Vitamin D level and risk of systemic lupus erythematosus and rheumatoid arthritis: a Mendelian randomization
- Authors
- Bae, Sang-Cheol; Lee, Young Ho
- Issue Date
- 9월-2018
- Publisher
- SPRINGER LONDON LTD
- Keywords
- Mendelian randomization; RA; SLE; Telomere length
- Citation
- CLINICAL RHEUMATOLOGY, v.37, no.9, pp.2415 - 2421
- Indexed
- SCIE
SCOPUS
- Journal Title
- CLINICAL RHEUMATOLOGY
- Volume
- 37
- Number
- 9
- Start Page
- 2415
- End Page
- 2421
- URI
- https://scholar.korea.ac.kr/handle/2021.sw.korea/73681
- DOI
- 10.1007/s10067-018-4152-9
- ISSN
- 0770-3198
- Abstract
- The aim of this study was to examine whether the vitamin D level is causally associated with risk of systemic lupus erythematosus (SLE) or rheumatoid arthritis (RA). We performed two-sample Mendelian randomization (MR) analyses using the inverse-variance weighted (IVW), weighted median, and MR-Egger regression methods on publicly available summary statistics datasets using two vitamin D level genome-wide association studies (GWASs) as exposure and SLE and RA GWASs on people of European descent as outcomes. We selected three independent single-nucleotide polymorphisms located at SSTR4 (rs2207173), GC (rs2282679), and NADSYN1 (3829251) with gnome-wide significance from two GWASs on vitamin D levels as instrumental variables.
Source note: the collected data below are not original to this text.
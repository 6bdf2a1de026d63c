//! Integration tests for the effects engine
//!
//! These tests drive the public engine surface the way a host does: create,
//! push interleaved blocks, change parameters from other threads, destroy.

use euphoriae_core::{
    AudioEngine, EffectPreset, EngineConfig, EqualizerMode, ReverbPreset, SurroundMode,
};
use euphoriae_infra::PresetManager;
use rand::rngs::StdRng;
use rand::{Rng, SeedableRng};
use std::sync::atomic::{AtomicBool, Ordering};

fn created_engine() -> AudioEngine {
    let mut engine = AudioEngine::default();
    engine.create();
    engine
}

fn generate_sine_wave(frequency: f32, sample_rate: u32, frames: usize, channels: usize, amplitude: f32) -> Vec<f32> {
    (0..frames)
        .flat_map(|i| {
            let s = amplitude * (2.0 * std::f32::consts::PI * frequency * i as f32 / sample_rate as f32).sin();
            std::iter::repeat(s).take(channels)
        })
        .collect()
}

fn generate_noise(rng: &mut StdRng, samples: usize) -> Vec<f32> {
    (0..samples).map(|_| rng.gen_range(-1.0f32..=1.0)).collect()
}

fn assert_close(a: &[f32], b: &[f32], tolerance: f32) {
    assert_eq!(a.len(), b.len());
    for (i, (x, y)) in a.iter().zip(b.iter()).enumerate() {
        assert!((x - y).abs() <= tolerance, "sample {}: {} vs {}", i, x, y);
    }
}

// ============================================================================
// PARAMETER CLAMPING
// ============================================================================

type Setter = fn(&AudioEngine, f32);
type Getter = fn(&AudioEngine) -> f32;

type FloatParameter = (&'static str, Setter, Getter, f32, f32);

fn param(name: &'static str, set: Setter, get: Getter, min: f32, max: f32) -> FloatParameter {
    (name, set, get, min, max)
}

fn float_parameters() -> Vec<FloatParameter> {
    vec![
        param("volume", AudioEngine::set_volume, AudioEngine::volume, 0.0, 2.0),
        param("bass_boost", AudioEngine::set_bass_boost, AudioEngine::bass_boost, 0.0, 1.0),
        param("virtualizer", AudioEngine::set_virtualizer, AudioEngine::virtualizer, 0.0, 1.0),
        param("clarity", AudioEngine::set_clarity, AudioEngine::clarity, 0.0, 1.0),
        param("tube_warmth", AudioEngine::set_tube_warmth, AudioEngine::tube_warmth, 0.0, 1.0),
        param("spectrum_extension", AudioEngine::set_spectrum_extension, AudioEngine::spectrum_extension, 0.0, 1.0),
        param("treble_boost", AudioEngine::set_treble_boost, AudioEngine::treble_boost, 0.0, 1.0),
        param("volume_leveler", AudioEngine::set_volume_leveler, AudioEngine::volume_leveler, 0.0, 1.0),
        param("compressor_strength", AudioEngine::set_compressor_strength, AudioEngine::compressor_strength, 0.0, 1.0),
        param("loudness_gain", AudioEngine::set_loudness_gain, AudioEngine::loudness_gain, 0.0, 1.0),
        param("limiter_ceiling", AudioEngine::set_limiter_ceiling, AudioEngine::limiter_ceiling, 0.5, 1.0),
        param("reverb_wet_mix", AudioEngine::set_reverb_wet_mix, AudioEngine::reverb_wet_mix, 0.0, 1.0),
        param("surround_3d", AudioEngine::set_surround_3d, AudioEngine::surround_3d, 0.0, 1.0),
        param("room_size", AudioEngine::set_room_size, AudioEngine::room_size, 0.0, 1.0),
        param("surround_level", AudioEngine::set_surround_level, AudioEngine::surround_level, 0.0, 1.0),
        param("stereo_balance", AudioEngine::set_stereo_balance, AudioEngine::stereo_balance, -1.0, 1.0),
        param("channel_separation", AudioEngine::set_channel_separation, AudioEngine::channel_separation, 0.0, 1.0),
        param("tempo", AudioEngine::set_tempo, AudioEngine::tempo, 0.5, 2.0),
        param("pitch_semitones", AudioEngine::set_pitch_semitones, AudioEngine::pitch_semitones, -12.0, 12.0),
    ]
}

#[test]
fn test_every_setter_clamps() {
    let engine = created_engine();
    let inputs = [-1000.0, -12.5, -1.0, -0.3, 0.0, 0.25, 0.75, 1.0, 1.7, 3.0, 1000.0];

    for (name, set, get, min, max) in float_parameters() {
        for &value in &inputs {
            set(&engine, value);
            assert_eq!(get(&engine), value.clamp(min, max), "{} <- {}", name, value);
        }
    }
}

#[test]
fn test_equalizer_bands_clamp_independently() {
    let engine = created_engine();
    engine.set_equalizer_band(0, 40.0);
    engine.set_equalizer_band(9, -40.0);
    engine.set_equalizer_band(4, 3.5);
    engine.set_equalizer_band(10, 6.0);
    engine.set_equalizer_band(-1, 6.0);

    assert_eq!(engine.equalizer_band(0), 12.0);
    assert_eq!(engine.equalizer_band(9), -12.0);
    assert_eq!(engine.equalizer_band(4), 3.5);
    assert_eq!(engine.equalizer_band(10), 0.0);
    assert_eq!(engine.equalizer_band(-1), 0.0);
}

#[test]
fn test_getters_report_defaults_when_not_created() {
    let mut engine = created_engine();
    engine.set_volume(0.3);
    engine.destroy();

    for (name, set, get, _, _) in float_parameters() {
        set(&engine, 0.9);
        let expected = AudioEngine::default();
        assert_eq!(get(&engine), get(&expected), "{}", name);
    }
    assert_eq!(engine.volume(), 1.0);
}

// ============================================================================
// PIPELINE PROPERTIES
// ============================================================================

#[test]
fn test_defaults_are_identity_for_mono_and_stereo() {
    for channels in [1usize, 2] {
        let mut engine = created_engine();
        // Peaks sit exactly on the default limiter ceiling
        let input = generate_sine_wave(440.0, 48000, 480, channels, engine.limiter_ceiling());

        for _ in 0..20 {
            let mut buffer = input.clone();
            engine.process_audio(&mut buffer, 480, channels as i32);
            assert_eq!(buffer, input);
        }
    }
}

#[test]
fn test_per_band_equalizer_defaults_are_identity() {
    let mut engine = AudioEngine::new(EngineConfig {
        equalizer_mode: EqualizerMode::PerBand,
        ..Default::default()
    })
    .unwrap();
    engine.create();

    let input = generate_sine_wave(1000.0, 48000, 480, 2, 0.5);
    let mut buffer = input.clone();
    engine.process_audio(&mut buffer, 480, 2);
    assert_close(&buffer, &input, 1e-6);
}

#[test]
fn test_master_volume_is_linear_then_clipped() {
    let mut engine = created_engine();
    engine.set_volume(2.0);

    let mut quiet = vec![0.4; 480 * 2];
    engine.process_audio(&mut quiet, 480, 2);
    assert!(quiet.iter().all(|&s| (s - 0.8).abs() < 1e-6));

    let mut loud = vec![0.8; 480 * 2];
    engine.process_audio(&mut loud, 480, 2);
    assert!(loud.iter().all(|&s| s == 1.0));
}

#[test]
fn test_bass_and_treble_survive_random_noise() {
    let mut rng = StdRng::seed_from_u64(0x5eed);
    let mut engine = created_engine();
    engine.set_bass_boost(1.0);
    engine.set_treble_boost(1.0);

    for i in 0..10_000 {
        let channels = if i % 2 == 0 { 2 } else { 1 };
        let frames = 256;
        let mut buffer = generate_noise(&mut rng, frames * channels);

        engine.process_audio(&mut buffer, frames as i32, channels as i32);

        assert_eq!(buffer.len(), frames * channels);
        assert!(
            buffer.iter().all(|s| s.is_finite() && s.abs() <= 1.0),
            "non-finite output in buffer {}",
            i
        );
    }
}

#[test]
fn test_reverb_without_wet_mix_is_dry() {
    let input = generate_sine_wave(220.0, 48000, 480, 2, 0.7);

    for preset in ReverbPreset::ALL {
        let mut engine = created_engine();
        engine.set_reverb(preset.index(), 0.0);

        for _ in 0..10 {
            let mut buffer = input.clone();
            engine.process_audio(&mut buffer, 480, 2);
            assert_close(&buffer, &input, 1e-6);
        }
    }
}

#[test]
fn test_reverb_replay_is_bit_identical() {
    let mut rng = StdRng::seed_from_u64(42);
    let blocks: Vec<Vec<f32>> = (0..40).map(|_| generate_noise(&mut rng, 480 * 2)).collect();

    let render = |engine: &mut AudioEngine| -> Vec<f32> {
        let mut out = Vec::new();
        for block in &blocks {
            let mut buffer: Vec<f32> = block.iter().map(|s| s * 0.5).collect();
            engine.process_audio(&mut buffer, 480, 2);
            out.extend(buffer);
        }
        out
    };

    for preset in [ReverbPreset::SmallRoom, ReverbPreset::LargeHall, ReverbPreset::Plate] {
        let mut engine = created_engine();
        engine.set_reverb(preset.index(), 1.0);
        let first = render(&mut engine);

        engine.destroy();
        engine.create();
        engine.set_reverb(preset.index(), 1.0);
        let second = render(&mut engine);

        assert_eq!(first, second, "{:?}", preset);
    }
}

#[test]
fn test_stereo_stages_leave_mono_untouched() {
    let mut engine = created_engine();
    engine.set_virtualizer(1.0);
    engine.set_surround_mode(SurroundMode::Movie.index());
    engine.set_surround_3d(1.0);
    engine.set_headphone_type(1);
    engine.set_channel_separation(0.0);
    engine.set_stereo_balance(1.0);

    let input = generate_sine_wave(330.0, 48000, 480, 1, 0.6);
    for _ in 0..10 {
        let mut buffer = input.clone();
        engine.process_audio(&mut buffer, 480, 1);
        assert_eq!(buffer, input);
    }
}

#[test]
fn test_time_stretch_identity() {
    let mut engine = created_engine();
    assert_eq!(engine.tempo(), 1.0);
    assert_eq!(engine.pitch_semitones(), 0.0);

    let input = generate_sine_wave(440.0, 48000, 480, 2, 0.5);
    let mut output = vec![0.0; input.len()];
    let outcome = engine.time_stretch(&input, &mut output, 2);

    assert_eq!(outcome.consumed, 480);
    assert_eq!(outcome.produced, 480);
    assert_close(&output, &input, 1e-6);
}

#[test]
fn test_time_stretch_changes_duration() {
    let mut engine = created_engine();
    engine.set_tempo(2.0);

    let input = generate_sine_wave(440.0, 48000, 24000, 2, 0.5);
    let mut produced = 0;
    let mut offset = 0;
    let mut output = vec![0.0; 480 * 2 * 4];

    while offset < input.len() {
        let end = (offset + 480 * 2).min(input.len());
        let outcome = engine.time_stretch(&input[offset..end], &mut output, 2);
        produced += outcome.produced;
        offset += outcome.consumed * 2;
        assert!(output[..outcome.produced * 2].iter().all(|s| s.is_finite()));
    }

    assert!((produced as i64 - 12000).abs() < 1500, "produced {}", produced);
}

// ============================================================================
// END-TO-END SCENARIOS
// ============================================================================

#[test]
fn test_silence_with_bass_boost_stays_silent() {
    let mut engine = created_engine();
    engine.set_bass_boost(1.0);

    let mut buffer = vec![0.0; 480 * 2];
    engine.process_audio(&mut buffer, 480, 2);
    assert!(buffer.iter().all(|&s| s == 0.0));
}

#[test]
fn test_limiter_ceiling_holds() {
    let mut engine = created_engine();
    engine.set_limiter_ceiling(0.5);

    let mut buffer = vec![0.9; 480 * 2];
    engine.process_audio(&mut buffer, 480, 2);
    assert!(buffer.iter().all(|&s| s.abs() <= 0.5));
}

#[test]
fn test_zero_volume_silences_everything() {
    let mut engine = created_engine();
    engine.set_volume(0.0);
    engine.set_bass_boost(1.0);
    engine.set_tube_warmth(1.0);
    engine.set_loudness_gain(1.0);
    engine.set_reverb(ReverbPreset::LargeHall.index(), 1.0);
    engine.set_surround_mode(SurroundMode::Game.index());

    let mut rng = StdRng::seed_from_u64(7);
    for _ in 0..20 {
        let mut buffer = generate_noise(&mut rng, 480 * 2);
        engine.process_audio(&mut buffer, 480, 2);
        assert!(buffer.iter().all(|&s| s == 0.0));
    }
}

#[test]
fn test_uncreated_engine_never_touches_buffers() {
    let mut engine = AudioEngine::default();
    let input = generate_sine_wave(440.0, 48000, 480, 2, 0.9);
    let mut buffer = input.clone();
    engine.process_audio(&mut buffer, 480, 2);
    assert_eq!(buffer, input);

    engine.create();
    engine.set_volume(0.0);
    engine.destroy();
    engine.process_audio(&mut buffer, 480, 2);
    assert_eq!(buffer, input);
}

// ============================================================================
// CONCURRENCY
// ============================================================================

#[test]
fn test_parameters_change_while_processing() {
    let mut engine = created_engine();
    let controller = engine.controller().unwrap();
    let done = AtomicBool::new(false);

    crossbeam::scope(|s| {
        s.spawn(|_| {
            let mut rng = StdRng::seed_from_u64(99);
            while !done.load(Ordering::Relaxed) {
                controller.set_bass_boost(rng.gen_range(-0.5..1.5));
                controller.set_volume(rng.gen_range(0.0..3.0));
                controller.set_compressor_strength(rng.gen_range(0.0..1.0));
                controller.set_reverb(ReverbPreset::from_index(rng.gen_range(0..7)), rng.gen_range(0.0..1.0));
                controller.set_surround_mode(SurroundMode::from_index(rng.gen_range(0..5)));
                controller.set_stereo_balance(rng.gen_range(-1.0..1.0));
                controller.set_equalizer_band(rng.gen_range(0..10), rng.gen_range(-20.0..20.0));
            }
        });

        s.spawn(|_| {
            let mut rng = StdRng::seed_from_u64(100);
            for _ in 0..2_000 {
                let mut buffer = generate_noise(&mut rng, 256 * 2);
                engine.process_audio(&mut buffer, 256, 2);
                assert!(buffer.iter().all(|s| s.is_finite() && s.abs() <= 1.0));
            }
            done.store(true, Ordering::Relaxed);
        });
    })
    .unwrap();

    let volume = controller.volume();
    assert!((0.0..=2.0).contains(&volume));
}

// ============================================================================
// PRESETS
// ============================================================================

#[tokio::test]
async fn test_saved_preset_restores_engine_state() {
    let temp_dir = tempfile::TempDir::new().unwrap();
    let manager = PresetManager::new(temp_dir.path().to_path_buf());

    let source = created_engine();
    source.set_bass_boost(0.4);
    source.set_reverb(ReverbPreset::MediumHall.index(), 0.25);
    source.set_surround_mode(SurroundMode::Music.index());
    source.set_equalizer_band(3, -4.0);

    let preset = EffectPreset::new("my-mix", source.settings());
    manager.save_preset(&preset).await.unwrap();

    let loaded = manager.load_preset("my-mix").await.unwrap();
    let target = created_engine();
    target.apply_settings(&loaded.settings);

    assert_eq!(target.settings(), source.settings());
    assert_eq!(target.surround_mode(), SurroundMode::Music);
}

#[test]
fn test_factory_presets_render_cleanly() {
    let input = generate_sine_wave(110.0, 48000, 480, 2, 0.9);

    for preset in EffectPreset::factory() {
        let mut engine = created_engine();
        engine.apply_settings(&preset.settings);

        for _ in 0..50 {
            let mut buffer = input.clone();
            engine.process_audio(&mut buffer, 480, 2);
            assert!(
                buffer.iter().all(|s| s.is_finite() && s.abs() <= 1.0),
                "{}",
                preset.name
            );
        }
    }
}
The IVW, weighted median, and MR-Egger regression methods yielded no evidence of a causal association between vitamin D level and risk of SLE (beta = 0.032, SE = 0.119, p = 0.789; beta = 0.233, SE = 0.274, p = 0.552; beta = 0.054, SE = 0.125, p = 0.665; respectively) or RA (beta = 0.026, SE = 0.061, p = 0.664; beta = 0.025, SE = 0.065, p = 0.695; beta = 0.025, SE = 0.065, p = 0.695; respectively). In addition, MR-Egger regression revealed directional pleiotropy was unlikely to be biasing the result for SLE (intercept = - 0.058, p = 0.545) or RA (intercept = - 0.027, p = 0.558). The MR estimates from IVW, weighted median, and MR-Egger regression analyses were consistent. MR analysis did not support a causal association between the vitamin D level and SLE or RA.